**About this exercise:**
Set out each line from the following listing that includes the word "signature".

(Record set begins)

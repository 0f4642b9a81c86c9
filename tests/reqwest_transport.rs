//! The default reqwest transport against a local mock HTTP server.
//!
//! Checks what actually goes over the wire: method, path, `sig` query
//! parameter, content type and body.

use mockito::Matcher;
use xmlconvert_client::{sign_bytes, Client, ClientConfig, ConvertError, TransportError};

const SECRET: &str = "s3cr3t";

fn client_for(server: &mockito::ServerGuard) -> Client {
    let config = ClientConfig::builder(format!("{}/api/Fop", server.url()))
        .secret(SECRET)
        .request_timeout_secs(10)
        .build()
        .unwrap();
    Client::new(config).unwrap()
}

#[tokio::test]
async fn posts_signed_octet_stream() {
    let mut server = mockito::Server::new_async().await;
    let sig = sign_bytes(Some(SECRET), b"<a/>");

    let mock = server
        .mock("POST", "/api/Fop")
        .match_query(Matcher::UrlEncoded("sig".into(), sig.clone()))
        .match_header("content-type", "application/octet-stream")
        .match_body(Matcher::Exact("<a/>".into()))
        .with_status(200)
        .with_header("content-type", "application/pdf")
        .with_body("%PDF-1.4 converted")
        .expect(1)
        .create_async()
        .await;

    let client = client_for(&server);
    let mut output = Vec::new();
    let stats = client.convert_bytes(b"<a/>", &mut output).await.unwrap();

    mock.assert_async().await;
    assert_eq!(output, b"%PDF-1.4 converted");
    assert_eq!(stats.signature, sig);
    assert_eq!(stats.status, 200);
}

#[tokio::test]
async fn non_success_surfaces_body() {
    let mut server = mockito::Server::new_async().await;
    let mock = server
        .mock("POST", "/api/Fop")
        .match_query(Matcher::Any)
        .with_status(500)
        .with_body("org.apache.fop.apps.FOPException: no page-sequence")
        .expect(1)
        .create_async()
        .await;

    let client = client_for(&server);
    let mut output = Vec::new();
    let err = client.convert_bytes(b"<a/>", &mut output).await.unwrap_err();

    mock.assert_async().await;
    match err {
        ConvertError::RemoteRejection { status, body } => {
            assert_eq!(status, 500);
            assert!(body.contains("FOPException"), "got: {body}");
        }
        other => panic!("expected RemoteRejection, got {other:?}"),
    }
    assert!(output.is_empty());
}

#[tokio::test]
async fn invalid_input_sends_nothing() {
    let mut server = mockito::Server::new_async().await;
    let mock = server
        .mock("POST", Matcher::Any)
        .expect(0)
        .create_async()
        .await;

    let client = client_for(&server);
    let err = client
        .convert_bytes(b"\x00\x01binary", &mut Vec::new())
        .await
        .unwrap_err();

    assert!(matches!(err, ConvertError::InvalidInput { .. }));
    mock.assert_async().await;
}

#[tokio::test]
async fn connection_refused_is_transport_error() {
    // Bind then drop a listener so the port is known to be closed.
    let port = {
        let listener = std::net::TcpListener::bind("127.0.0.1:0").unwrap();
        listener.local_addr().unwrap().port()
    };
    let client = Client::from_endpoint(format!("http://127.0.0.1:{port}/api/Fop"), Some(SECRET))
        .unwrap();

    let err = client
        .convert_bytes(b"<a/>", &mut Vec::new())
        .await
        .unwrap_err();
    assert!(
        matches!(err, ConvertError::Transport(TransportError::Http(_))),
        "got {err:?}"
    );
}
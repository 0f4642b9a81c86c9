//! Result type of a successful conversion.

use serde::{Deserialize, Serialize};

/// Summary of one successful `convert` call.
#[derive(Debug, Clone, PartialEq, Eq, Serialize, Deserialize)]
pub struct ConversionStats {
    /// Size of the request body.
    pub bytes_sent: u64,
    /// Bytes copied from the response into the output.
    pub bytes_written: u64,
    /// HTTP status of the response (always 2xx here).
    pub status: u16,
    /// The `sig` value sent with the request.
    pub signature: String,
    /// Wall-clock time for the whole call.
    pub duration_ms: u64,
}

(Record set ends)

**Task solution:**
    assert_eq!(stats.signature, sig);
    pub signature: String,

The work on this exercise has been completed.